### GIVEN RECORDS

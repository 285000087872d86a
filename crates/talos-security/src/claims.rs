//! Decoded JWT claims.

use serde_json::{Map, Value};
use thiserror::Error;

/// The `scope` claim has a shape the verifier cannot accept.
///
/// Callers map this onto the invalid-token status for whichever token the
/// claim came from.
#[derive(Debug, Clone, Copy, PartialEq, Eq, Error)]
#[error("scope claim is neither a string nor a list of strings")]
pub struct MalformedScopeClaim;

/// A mapping from claim name to value, as decoded from a verified token.
#[derive(Debug, Clone, Default, PartialEq)]
pub struct Claims(Map<String, Value>);

impl Claims {
    /// Wraps a decoded claim map.
    #[must_use]
    pub fn new(claims: Map<String, Value>) -> Self {
        Self(claims)
    }

    /// The raw claim value, if present.
    #[must_use]
    pub fn get(&self, name: &str) -> Option<&Value> {
        self.0.get(name)
    }

    /// A claim as a string, if present and textual.
    #[must_use]
    pub fn string_claim(&self, name: &str) -> Option<String> {
        self.0.get(name).and_then(Value::as_str).map(str::to_string)
    }

    /// Decodes the `scope` claim.
    ///
    /// Both wire shapes are accepted: a space-separated string
    /// (`"read:pets write:pets"`) and a list of strings. An absent claim is
    /// an empty scope list.
    ///
    /// # Errors
    ///
    /// [`MalformedScopeClaim`] for any other shape, including a list with
    /// non-string elements.
    pub fn scopes(&self) -> Result<Vec<String>, MalformedScopeClaim> {
        match self.0.get("scope") {
            None | Some(Value::Null) => Ok(Vec::new()),
            Some(Value::String(joined)) => {
                Ok(joined.split_whitespace().map(str::to_string).collect())
            }
            Some(Value::Array(items)) => items
                .iter()
                .map(|item| {
                    item.as_str()
                        .map(str::to_string)
                        .ok_or(MalformedScopeClaim)
                })
                .collect(),
            Some(_) => Err(MalformedScopeClaim),
        }
    }

    /// The underlying claim map.
    #[must_use]
    pub fn as_map(&self) -> &Map<String, Value> {
        &self.0
    }
}

impl From<Map<String, Value>> for Claims {
    fn from(claims: Map<String, Value>) -> Self {
        Self(claims)
    }
}

#[cfg(test)]
mod tests {
    use super::*;
    use serde_json::json;

    fn claims(value: Value) -> Claims {
        match value {
            Value::Object(map) => Claims::new(map),
            _ => panic!("claims fixture must be an object"),
        }
    }

    #[test]
    fn scope_as_space_separated_string() {
        let claims = claims(json!({"scope": "read:pets write:pets"}));
        assert_eq!(claims.scopes().unwrap(), vec!["read:pets", "write:pets"]);
    }

    #[test]
    fn scope_as_list_of_strings() {
        let claims = claims(json!({"scope": ["read:pets", "write:pets"]}));
        assert_eq!(claims.scopes().unwrap(), vec!["read:pets", "write:pets"]);
    }

    #[test]
    fn absent_scope_is_empty() {
        let claims = claims(json!({"sub": "alice"}));
        assert_eq!(claims.scopes().unwrap(), Vec::<String>::new());
    }

    #[test]
    fn non_string_list_element_is_malformed() {
        let claims = claims(json!({"scope": ["read:pets", 42]}));
        assert_eq!(claims.scopes(), Err(MalformedScopeClaim));
    }

    #[test]
    fn numeric_scope_is_malformed() {
        let claims = claims(json!({"scope": 7}));
        assert_eq!(claims.scopes(), Err(MalformedScopeClaim));
    }

    #[test]
    fn string_claim_reads_textual_values_only() {
        let claims = claims(json!({"client_id": "app-1", "exp": 123}));
        assert_eq!(claims.string_claim("client_id"), Some("app-1".to_string()));
        assert_eq!(claims.string_claim("exp"), None);
        assert_eq!(claims.string_claim("missing"), None);
    }
}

######

PROBLEM DETAILS -> When a line of the entries contains "write", it counts; say how many such lines there are, and nothing more.

REPLY TO THE EXERCISE -> 5